Mapping the Future of Wildfires in a Warming World

YSE Senior Research Scientist Jennifer Marlon was part of an international team that combined global fire data and climate models to identify gaps in wildfire risk projections and outline a framework to better inform long-term planning.

How can scientists better assess the effects of a warming climate on wildfire behavior, fire risk, and long-term fire trends? A new review co-authored by Yale School of the Environment senior science researcher Jennifer Marlon outlines how climate change is reshaping wildfire patterns worldwide. The review, published in Science Advances, also details why understanding these shifts is essential for forecasting future risks.

“We’re seeing landscape fires increasingly threaten human health and property in ways that demand urgent attention,” Marlon said.

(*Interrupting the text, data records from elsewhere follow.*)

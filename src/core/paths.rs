// src/core/paths.rs

use crate::{
    constants::{SYSTEM_CONFIG_PATH, USER_CONFIG_FILENAME},
    system::home::HomeResolver,
};
use std::path::PathBuf;

/// Returns the config files to load, in order of increasing precedence.
///
/// 1. The system-wide file (`/etc/appdo.conf`).
/// 2. The user's file (`~/.appdo.conf`), with `~` resolved through `resolver`.
///
/// If the home directory cannot be resolved, only the system-wide file is returned.
pub fn default_config_paths(resolver: &dyn HomeResolver) -> Vec<PathBuf> {
    let mut paths = vec![PathBuf::from(SYSTEM_CONFIG_PATH)];
    match resolver.home_dir() {
        Ok(home) => paths.push(home.join(USER_CONFIG_FILENAME)),
        Err(e) => log::warn!("Skipping user config file: {}", e),
    }
    paths
}
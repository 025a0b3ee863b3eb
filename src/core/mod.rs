// src/core/mod.rs

pub mod compiler;
pub mod config_store;
pub mod paths;
pub mod statements;
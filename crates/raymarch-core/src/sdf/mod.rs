//! Signed Distance Functions (SDF) for implicit surfaces
//!
//! SDFs represent shapes as functions that return the distance from any point
//! in space to the nearest surface. Negative values are inside, positive
//! values are outside, and zero is exactly on the surface.
//!
//! Sphere tracing relies on the returned value being a lower bound on the true
//! distance in every direction (the field is 1-Lipschitz). Any new primitive
//! must keep that property or the marcher can step through thin geometry.

pub mod primitives;

use glam::Vec3;

/// The core SDF trait - any type that can compute distance from a point
pub trait Sdf: Send + Sync {
    /// Calculate the signed distance from point `p` to the surface.
    ///
    /// - Returns negative values for points inside the shape
    /// - Returns positive values for points outside the shape
    /// - Returns zero for points exactly on the surface
    fn distance(&self, p: Vec3) -> f32;
}

// Plain closures are fields too, which keeps ad-hoc fields cheap to write.
impl<F> Sdf for F
where
    F: Fn(Vec3) -> f32 + Send + Sync,
{
    fn distance(&self, p: Vec3) -> f32 {
        self(p)
    }
}

pub use primitives::*;
//! # Raymarch Core
//!
//! Signed distance field evaluation and sphere tracing.
//!
//! This crate is the numerical core of a ray-marching renderer. It answers two
//! questions for a caller-supplied ray: how far along the ray is the nearest
//! surface, and which way does that surface face. Camera models, pixel loops,
//! shading and image output belong to the caller.
//!
//! ## Quick Start
//!
//! ```rust
//! use raymarch_core::prelude::*;
//!
//! let marcher = Raymarcher::new(Scene::new(Shape::sphere(1.0)), RaymarchConfig::default());
//!
//! let origin = Vec3::new(0.0, 0.0, 5.0);
//! let direction = Vec3::new(0.0, 0.0, -1.0);
//! let distance = marcher.march(origin, direction);
//!
//! if marcher.is_hit(distance) {
//!     let normal = marcher.surface_normal(origin + direction * distance);
//!     assert!(normal.z > 0.9);
//! }
//! ```
//!
//! ## Units and Conventions
//!
//! - **Precision**: all distances use `f32`
//! - **Directions**: ray directions are expected to be normalized by the caller
//! - **Degenerate input**: normalizing a zero vector and evaluating the
//!   mandelbulb at the exact origin propagate NaN/infinity, unguarded

pub mod config;
pub mod march;
pub mod normal;
pub mod raymarcher;
pub mod scene;
pub mod sdf;
pub mod vector;

mod error;

pub use config::RaymarchConfig;
pub use error::{Error, Result};
pub use march::{MarchTrace, Termination, march, march_traced};
pub use normal::{NormalMethod, estimate_normal, surface_normal, surface_normal_central};
pub use raymarcher::Raymarcher;
pub use scene::{Fractal, Scene, Shape, scene_distance};
pub use sdf::Sdf;

/// Prelude module for convenient imports
pub mod prelude {
    pub use crate::config::RaymarchConfig;
    pub use crate::march::{MarchTrace, Termination, march, march_traced};
    pub use crate::normal::{NormalMethod, surface_normal};
    pub use crate::raymarcher::Raymarcher;
    pub use crate::scene::{Scene, Shape, scene_distance};
    pub use crate::sdf::{Sdf, primitives};
    pub use crate::vector::{Vec2, Vec2Swizzles, Vec3, dot};
    pub use crate::{Error, Result};
}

The paper, “Gazing into the flames: A guide to assessing the impacts of climate change on landscape fire,” brings together research from wildfire scientists across Australia, Europe, Canada, and the United States to focus on “the art and science” of projecting climate change impacts on landscape fire, including how fire’s drivers and impacts are modeled and how projections of the climate system are developed. Drawing on decades of fire research, satellite observations, climate model projections, and landscape fire modeling, the authors argue that traditional approaches fall short unless they integrate ecological, climatic, and human drivers.

“Smoke from wildfires is degrading air quality thousands of kilometers from where fires ignite. Entire communities are being destroyed, and the health, economic, and social consequences far outlast the fires themselves. Understanding and preparing for these risks requires more than any single discipline can offer,” Marlon said.

Wildfires don’t burn in isolation. Their frequency, size, and severity depend on fuel availability (such as dead grasses, shrubs, and trees), ignition sources, short-term weather, and longer-term climate patterns. Climate change influences all of these factors. For instance, warming temperatures dry fuels more quickly, extend fire seasons, and altered precipitation patterns can also increase fire risk.

We’re moving rapidly into a warmer world with no historical analog. The relationships between climate and fire that we’ve relied on may not remain stable.”

Jennifer Marlon Senior Research Scientist

From boreal forests to major cities, recent fires show how wildfire threats are increasingly putting communities at risk. Canada’s 2023 season burned 15 million hectares and set records for smoke emissions. Australia’s 2019–2020 Black Summer consumed roughly one-fifth of the southeast’s forests, while the 2025 Los Angeles–area fires exposed how quickly extreme conditions can overwhelm urban areas.

The review finds that research on climate change and fire is heavily concentrated in North America, Australia, and Western Europe.

“The vast majority of research on climate change and fire comes from North America, Australia, and Western Europe,” Marlon said. “Yet, most of the world’s burned area is in tropical savannas and grasslands. That mismatch leaves significant blind spots in regions that are globally important for fire emissions and ecosystems.”

Additionally, fire risks are not changing uniformly. While satellite records show declining burned area in some savanna regions, temperate and boreal forests are increasingly experiencing fires, sometimes in places that historically saw less fire activity. Understanding these shifts requires models that capture more than climate trends alone.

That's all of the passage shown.